Исмай молча повернул к ней лицо. Мастура зачерпнула из ведра, стоявшего здесь же на полу, поднесла ковшик к темному провалу рта. Исмай глотнул три раза, струйка воды пробежала по подбородку, по шее и ушла в вырез рубахи. Мастура подняла было край фартука, чтобы вытереть, но тут же спрятала руки за спину. Исмай отвел лицом ковш. Она села обратно к печи и незаметно вытерла руки о фартук.
— Вот уж не чаял, Мастура, что из твоих рук доведется испить, — усмехнулся Исмай.
Опять помолчали.
— Не за тем я тебя позвал, чтобы жалобы мои слушала. Другое мне надобно сказать тебе… То, что в могилу с собой взять не могу… Когда Гарифуллу убили, вы и на меня грешили, знаю. В молодые годы Гарифулла отнял тебя у меня. Если бы не он тогда… Подумали, что я в отместку убил. Клянусь, еще раз клянусь — нет тут моей вины. Хотя… может, и есть, но крови на руках нет…
Мастура с силой зажмурилась и прижалась к печи. Горе, которое все годы носила в себе, но так, оказывается, и не выстудила, снова обожгло нутро. И крикнуть не может, горло болит, словно горячий уголек в нем застрял. Косая скамейка под ней накренилась и поползла куда-то. Исмай ничего не заметил. Как стоячая, зацветшая вода у запруды, подмыв гать, подхватит вдруг тину, ряску и донный ил и устремляется в проем, так потекла его исповедь. Слова его бились в ушах Мастуры, но до сознания не доходили, расплывались в спертом воздухе, нагоняя все большую духоту.
— Да, на моих руках крови нет… Но те, убийцы, были в моих руках… Никому не дал кончика клубка, зажал в кулаке. Все равно, подумал, Гарифуллу не оживишь, и спрятал концы… Вот как все было… Когда Садрий с дружками решили Тарифа убить и меня позвали, я сказал: «Нет, этим мир не перевернешь. Бросьте, не то в милицию сообщу». Садрий говорит: «Коли забыл, как тебя в дугу согнули, так про Мастуру вспомни. Кто честь твою в грязь втоптал? Кто на берегу Казаяка тебя в собственной крови умыл?» — «Нет, говорю, нет у меня зла за былую дурость мстить». Куда там! Самого прижали. «Гляди, говорят, если что, и на тебя дубовый кистенек найдется». Испугался. Может, не так уж и испугался, как… — Он помолчал. — Гарифулла… Сама знаешь, особо любить мне его было не за что. Махнул рукой: все судом божьим, как он решит. А Садрий с дружками после того разбрелись кто куда, век свой как ни в чем не бывало доживают где-то…
Наконец разошлась тьма в глазах Мастуры, вернулись силы.
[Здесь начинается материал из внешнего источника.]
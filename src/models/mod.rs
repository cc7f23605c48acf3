pub mod history;
pub mod prayer;
pub mod progress;
pub mod stats;

pub use history::{date_key, parse_date_key, History};
pub use prayer::{Activity, PrayerType};
pub use progress::{Completion, DailyProgress, ZIKR_TARGET};
pub use stats::{PrayerStats, Streak};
Потерла лоб, оглядела низкие черные стены и быстро поднялась с места. Что же это она? Дома дел невпроворот, на половине брошены — а она здесь сидит. Расстеленную пастилу прожорливые воробьи, наверное, уже всю исклевали. Зайтуна с Нажией голодные сидят. И Ханифа, как бы с ней чего не случилось.
Она уже взялась за дверную ручку, но хрипящий голос Исмая остановил ее:
— Совесть как подстреленная птица мечется! Скажи что-нибудь. Простишь?
— Зачем тебе мое прощение? Ты же людского суда никогда не слушался. Да и божьего…
— Всю жизнь на тебя молился. Из сердца не уходила…
— Богатству ты, Исмагил, молился. Оно тебе весь свет застило. Алчность свою, будто коня, оседлал.
— Слаб человек перед страстью, Мастура. Все прошло, хлеб свой доел, воду испил, тот глоток, что ты подала, последним был… Прости.
Закусив край платка, чтобы не разрыдаться, Мастура, не оглянувшись, вышла на крыльцо. В ясном высоком небе летел журавлиный клин. Из-за двери донесся надрывный кашель Исмая. Повернулась Мастура, протянула руку к двери, чтобы зайти сказать: «Прощаю». Не дотянулась рука, упала. Жалость, гнев, сознание, что и собственная жизнь прожита, согнули Мастуру в плаче.
2
Алтынсес и Кадрия с зарей выезжали из аула, к обеду возвращались и снова нагружали подводы. За день полагалось сделать две ездки. Нужда сноровке научила, вдвоем закидывали тяжеленные мешки на подводу, на крутых подъемах девичьими плечами подпирали телегу, помогали обессилевшим лошадям.